ISEAC

Report on the International Symposium of Environmental Analytical Chemistry (ISEAC 39) held at the University of Hamburg, July 19 – 22 (2016) in Hamburg (Germany)

Under the chairmanship of Professor Markus Fischer, Hamburg School of Food Science, University of Hamburg (Chairman Food Control) and Professor José Broekaert, President of the International Association of Environmental Analytical Chemistry (Chairman Environmental Analysis) the International Conference on Environmental Analytical Chemistry and Food Monitoring (ISEAC 39) with 214 participants took place at the University of Hamburg. In the Geomaticum building of the University of Hamburg, where the meeting took place, the participants enrolled and were welcomed at a reception on the eve of July 18, 2016.

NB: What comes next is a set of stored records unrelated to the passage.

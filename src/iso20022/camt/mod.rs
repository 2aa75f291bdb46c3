//! camt messages: investigations (camt.026 to camt.033, camt.055, camt.056,
//! camt.087) and account reporting (camt.052, camt.053, camt.054).
//!
//! Every investigation message starts with the same `Assgnmt` and
//! optional `Case` blocks; [`add_head`] and [`read_head`] write and read
//! them so the message modules only deal with their payload.

pub mod camt026;
pub mod camt027;
pub mod camt029;
pub mod camt031;
pub mod camt033;
pub mod camt055;
pub mod camt056;
pub mod camt087;
pub mod statement;

pub use camt026::{Camt026Document, InformationItem};
pub use camt027::Camt027Document;
pub use camt029::{Camt029Document, CancellationStatus};
pub use camt031::Camt031Document;
pub use camt033::Camt033Document;
pub use camt055::{Camt055Document, OriginalPaymentInformation, PaymentCancellation};
pub use camt056::{Camt056Document, InterbankCancellation};
pub use camt087::{Camt087Document, Modification};
pub use statement::{
    AccountReport, AccountReportDocument, BalanceType, BankTransactionCode, CashBalance, Entry, ReportKind,
    TransactionDetails, TransactionsSummary,
};

use super::blocks::{self, Dialect};
use super::common::{Assignment, Case};
use super::{open_document, CamtType, CamtVersion, MessageType};
use crate::error::Result;
use crate::xml::{Element, XmlBuilder, XmlDocument};

/// Currency assumed for amounts without a `Ccy` attribute.
pub const DEFAULT_CURRENCY: &str = "EUR";

/// Every supported investigation version uses `BICFI` and `AnyBIC`.
pub(crate) const INVESTIGATION_DIALECT: Dialect = Dialect::CURRENT;

/// Open `Document` and the message element of `camt_type`.
pub(crate) fn start(camt_type: CamtType, version: CamtVersion) -> Result<XmlBuilder> {
    let namespace = camt_type.namespace(version)?;
    let mut b = XmlBuilder::new(namespace);
    b.add_element(camt_type.root_element());
    Ok(b)
}

/// Close the message element and serialize.
pub(crate) fn finish(mut b: XmlBuilder) -> Result<String> {
    b.end();
    b.get_xml()
}

pub(crate) fn open(xml: &str, camt_type: CamtType) -> Result<XmlDocument> {
    open_document(xml, MessageType::Camt(camt_type))
}

pub(crate) fn message_root(doc: &XmlDocument, camt_type: CamtType) -> Result<&Element> {
    blocks::message_root(doc, camt_type.root_element())
}

pub(crate) fn add_head(b: &mut XmlBuilder, assignment: &Assignment, case: Option<&Case>) {
    blocks::add_assignment(b, assignment, INVESTIGATION_DIALECT);
    blocks::add_case(b, "Case", case, INVESTIGATION_DIALECT);
}

pub(crate) fn read_head(doc: &XmlDocument, root: &Element) -> Result<(Assignment, Option<Case>)> {
    Ok((blocks::read_assignment(doc, root)?, blocks::read_case(doc, root, "Case")?))
}

pub(crate) fn validate_head(assignment: &Assignment, case: Option<&Case>) -> Result<()> {
    assignment.validate()?;
    case.map_or(Ok(()), Case::validate)
}

#[cfg(test)]
pub(crate) mod fixtures {
    use crate::iso20022::common::{Assignment, AssignmentParty};
    use chrono::{NaiveDate, NaiveDateTime};

    pub fn created() -> NaiveDateTime {
        NaiveDate::from_ymd_opt(2025, 1, 1).unwrap().and_hms_opt(10, 0, 0).unwrap()
    }

    pub fn assignment() -> Assignment {
        Assignment::new(
            "ASSIGN-1",
            AssignmentParty::agent_bic("COBADEFFXXX"),
            AssignmentParty::agent_bic("DEUTDEFFXXX"),
            created(),
        )
    }
}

The conference was sponsored by Shimadzu (Platinum Sponsorship) as well as Agilent Technologies, Bruker Daltronik, LECO Europe, Sciex, Spectro Analytical Instruments GmbH (Gold Sponsorships). Furthermore, Scientific Talks sponsored by Shimadzu and SGS Europe GmbH took place and poster awards were bestowed by Taylor & Francis for the International Journal of Environmental Analytical Chemistry, Springer for the journal Analytical and Bioanalytical Chemistry (ABC) and the Royal Society of Chemistry for the Journal of Analytical Atomic Spectrometry (JAAS). Also a Roland Frei Poster Award was arranged by the International Association of Environmental Analytical Chemistry (IAEAC) as the organizing society of the ISEAC 39.
Instrument exhibition

Instrument exhibition at ISEAC 39

An instrument exhibition in which the companies Agilent Technologies, AHF Analysentechnik AG, Axel Semrau, Bruker Daltronik, Bruker Biospin, Büchi Switzerland, Campro Scientific GmbH, Illumina, LECO Europe, Macherey Nagel, RESTEK, SCIEX, Shimadzu and Thermo Fischer Scientific participated. The scientific program comprised invited oral lectures, lectured sponsored by instrument companies and contributed oral talks by scientists and 100 posters.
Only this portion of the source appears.